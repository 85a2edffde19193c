//! Dynamically typed values flowing through the container: argument values,
//! defaults, factory results and constructed objects.

use std::any::{type_name, Any};
use std::borrow::Cow;
use std::fmt;
use std::sync::Arc;

type View = Box<dyn Any + Send + Sync>;

/// A shared, type-erased constructed instance.
///
/// An object holds one or more *views*: an `Arc<T>` for the concrete type and
/// an `Arc<dyn Trait>` for every interface it was registered as implementing.
/// Cloning an `Object` shares the same instance, so identity is preserved
/// across the cache and every consumer.
#[derive(Clone)]
pub struct Object {
  type_name: &'static str,
  views: Arc<Vec<View>>,
}

impl Object {
  /// Wraps a value, exposing it as `Arc<T>`.
  pub fn new<T: Any + Send + Sync>(value: T) -> Self {
    Self::from_arc(Arc::new(value))
  }

  /// Wraps an existing `Arc`, which may be a trait object.
  pub fn from_arc<T: ?Sized + Any + Send + Sync>(arc: Arc<T>) -> Self {
    Self::builder(arc).build()
  }

  /// Starts an object whose primary view is `arc`; more views can be added
  /// with [`ObjectBuilder::view`].
  pub fn builder<T: ?Sized + Any + Send + Sync>(arc: Arc<T>) -> ObjectBuilder {
    ObjectBuilder {
      type_name: type_name::<T>(),
      views: vec![Box::new(arc)],
    }
  }

  /// Returns the first view of type `Arc<T>`, if the object has one.
  pub fn downcast<T: ?Sized + Any + Send + Sync>(&self) -> Option<Arc<T>> {
    self
      .views
      .iter()
      .find_map(|view| view.downcast_ref::<Arc<T>>())
      .cloned()
  }

  pub fn is<T: ?Sized + Any + Send + Sync>(&self) -> bool {
    self.views.iter().any(|view| view.is::<Arc<T>>())
  }

  /// The type name of the primary view.
  pub fn type_name(&self) -> &'static str {
    self.type_name
  }

  /// Returns `true` if both objects are the same instance.
  pub fn ptr_eq(a: &Object, b: &Object) -> bool {
    Arc::ptr_eq(&a.views, &b.views)
  }
}

impl fmt::Debug for Object {
  fn fmt(&self, f: &mut fmt::Formatter<'_>) -> fmt::Result {
    write!(f, "Object({})", self.type_name)
  }
}

/// Collects the views of an [`Object`] before it is shared.
pub struct ObjectBuilder {
  type_name: &'static str,
  views: Vec<View>,
}

impl ObjectBuilder {
  pub fn view<I: ?Sized + Any + Send + Sync>(mut self, arc: Arc<I>) -> Self {
    self.views.push(Box::new(arc));
    self
  }

  pub fn build(self) -> Object {
    Object {
      type_name: self.type_name,
      views: Arc::new(self.views),
    }
  }
}

/// A constructor argument, default value or factory result.
#[derive(Debug, Clone, Default)]
pub enum Value {
  #[default]
  Null,
  Bool(bool),
  Int(i64),
  Float(f64),
  Str(String),
  Object(Object),
}

impl Value {
  /// Wraps `value` as an object with a single concrete view.
  pub fn object<T: Any + Send + Sync>(value: T) -> Self {
    Value::Object(Object::new(value))
  }

  /// Short name of the variant, used in diagnostics.
  pub fn kind(&self) -> &'static str {
    match self {
      Value::Null => "null",
      Value::Bool(_) => "bool",
      Value::Int(_) => "int",
      Value::Float(_) => "float",
      Value::Str(_) => "string",
      Value::Object(_) => "object",
    }
  }

  pub fn is_null(&self) -> bool {
    matches!(self, Value::Null)
  }

  pub fn as_object(&self) -> Option<&Object> {
    match self {
      Value::Object(object) => Some(object),
      _ => None,
    }
  }

  /// Converts into an object, handing the value back if it is not one.
  pub fn into_object(self) -> Result<Object, Value> {
    match self {
      Value::Object(object) => Ok(object),
      other => Err(other),
    }
  }
}

impl From<bool> for Value {
  fn from(v: bool) -> Self {
    Value::Bool(v)
  }
}

impl From<i32> for Value {
  fn from(v: i32) -> Self {
    Value::Int(v.into())
  }
}

impl From<i64> for Value {
  fn from(v: i64) -> Self {
    Value::Int(v)
  }
}

impl From<u32> for Value {
  fn from(v: u32) -> Self {
    Value::Int(v.into())
  }
}

impl From<f64> for Value {
  fn from(v: f64) -> Self {
    Value::Float(v)
  }
}

impl From<&str> for Value {
  fn from(v: &str) -> Self {
    Value::Str(v.to_owned())
  }
}

impl From<String> for Value {
  fn from(v: String) -> Self {
    Value::Str(v)
  }
}

impl From<Object> for Value {
  fn from(v: Object) -> Self {
    Value::Object(v)
  }
}

impl<T: Into<Value>> From<Option<T>> for Value {
  fn from(v: Option<T>) -> Self {
    v.map_or(Value::Null, Into::into)
  }
}

/// Extraction of a typed value out of a [`Value`].
///
/// Implemented for the builtin scalar types, `Arc<T>` (including
/// `Arc<dyn Trait>`) via the object's views, and `Option<T>` which maps
/// `Value::Null` to `None`.
pub trait FromValue: Sized {
  fn from_value(value: &Value) -> Option<Self>;

  /// Description of the accepted value, used in mismatch errors.
  fn expected() -> Cow<'static, str>;
}

impl FromValue for Value {
  fn from_value(value: &Value) -> Option<Self> {
    Some(value.clone())
  }

  fn expected() -> Cow<'static, str> {
    Cow::Borrowed("any value")
  }
}

impl FromValue for Object {
  fn from_value(value: &Value) -> Option<Self> {
    value.as_object().cloned()
  }

  fn expected() -> Cow<'static, str> {
    Cow::Borrowed("object")
  }
}

impl FromValue for bool {
  fn from_value(value: &Value) -> Option<Self> {
    match value {
      Value::Bool(v) => Some(*v),
      _ => None,
    }
  }

  fn expected() -> Cow<'static, str> {
    Cow::Borrowed("bool")
  }
}

impl FromValue for i64 {
  fn from_value(value: &Value) -> Option<Self> {
    match value {
      Value::Int(v) => Some(*v),
      _ => None,
    }
  }

  fn expected() -> Cow<'static, str> {
    Cow::Borrowed("int")
  }
}

impl FromValue for u32 {
  fn from_value(value: &Value) -> Option<Self> {
    match value {
      Value::Int(v) => u32::try_from(*v).ok(),
      _ => None,
    }
  }

  fn expected() -> Cow<'static, str> {
    Cow::Borrowed("non-negative int")
  }
}

// Integers widen to floats, the other direction is a mismatch.
impl FromValue for f64 {
  fn from_value(value: &Value) -> Option<Self> {
    match value {
      Value::Float(v) => Some(*v),
      Value::Int(v) => Some(*v as f64),
      _ => None,
    }
  }

  fn expected() -> Cow<'static, str> {
    Cow::Borrowed("float")
  }
}

impl FromValue for String {
  fn from_value(value: &Value) -> Option<Self> {
    match value {
      Value::Str(v) => Some(v.clone()),
      _ => None,
    }
  }

  fn expected() -> Cow<'static, str> {
    Cow::Borrowed("string")
  }
}

impl<T: ?Sized + Any + Send + Sync> FromValue for Arc<T> {
  fn from_value(value: &Value) -> Option<Self> {
    value.as_object().and_then(Object::downcast::<T>)
  }

  fn expected() -> Cow<'static, str> {
    Cow::Borrowed(type_name::<T>())
  }
}

impl<T: FromValue> FromValue for Option<T> {
  fn from_value(value: &Value) -> Option<Self> {
    match value {
      Value::Null => Some(None),
      other => T::from_value(other).map(Some),
    }
  }

  fn expected() -> Cow<'static, str> {
    Cow::Owned(format!("optional {}", T::expected()))
  }
}

#[cfg(test)]
mod tests {
  use super::*;

  trait Shape: Send + Sync {
    fn sides(&self) -> u32;
  }

  struct Square;
  impl Shape for Square {
    fn sides(&self) -> u32 {
      4
    }
  }

  #[test]
  fn object_exposes_all_registered_views() {
    let square = Arc::new(Square);
    let object = Object::builder(square.clone()).view::<dyn Shape>(square).build();

    assert!(object.is::<Square>());
    assert_eq!(object.downcast::<dyn Shape>().unwrap().sides(), 4);
    assert!(object.downcast::<String>().is_none());
    assert!(object.type_name().ends_with("Square"));
  }

  #[test]
  fn clones_share_identity() {
    let a = Object::new(Square);
    let b = a.clone();
    let c = Object::new(Square);

    assert!(Object::ptr_eq(&a, &b));
    assert!(!Object::ptr_eq(&a, &c));
    assert!(Arc::ptr_eq(
      &a.downcast::<Square>().unwrap(),
      &b.downcast::<Square>().unwrap()
    ));
  }

  #[test]
  fn scalar_extraction() {
    assert_eq!(i64::from_value(&Value::Int(3)), Some(3));
    assert_eq!(f64::from_value(&Value::Int(3)), Some(3.0));
    assert_eq!(i64::from_value(&Value::Float(3.0)), None);
    assert_eq!(u32::from_value(&Value::Int(-1)), None);
    assert_eq!(String::from_value(&"x".into()), Some("x".to_string()));
    assert_eq!(Option::<i64>::from_value(&Value::Null), Some(None));
    assert_eq!(Option::<i64>::from_value(&Value::Str("x".into())), None);
    assert_eq!(Option::<i64>::expected(), "optional int");
  }

  #[test]
  fn only_objects_are_objects() {
    assert!(Value::from(1).into_object().is_err());
    assert!(Value::object(Square).into_object().is_ok());
    assert_eq!(Value::from(None::<i64>).kind(), "null");
  }
}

○ ○ ○ ○

Assignment:
Take the lines from the first line of the listing up to and including the line with "#[derive(Clone)]" and give them again exactly.

Result:
repository 85a2edffde19193c
//! Dynamically typed values flowing through the container: argument values,
//! defaults, factory results and constructed objects.

use std::any::{type_name, Any};
use std::borrow::Cow;
use std::fmt;
use std::sync::Arc;

type View = Box<dyn Any + Send + Sync>;

/// A shared, type-erased constructed instance.
///
/// An object holds one or more *views*: an `Arc<T>` for the concrete type and
/// an `Arc<dyn Trait>` for every interface it was registered as implementing.
/// Cloning an `Object` shares the same instance, so identity is preserved
/// across the cache and every consumer.
#[derive(Clone)]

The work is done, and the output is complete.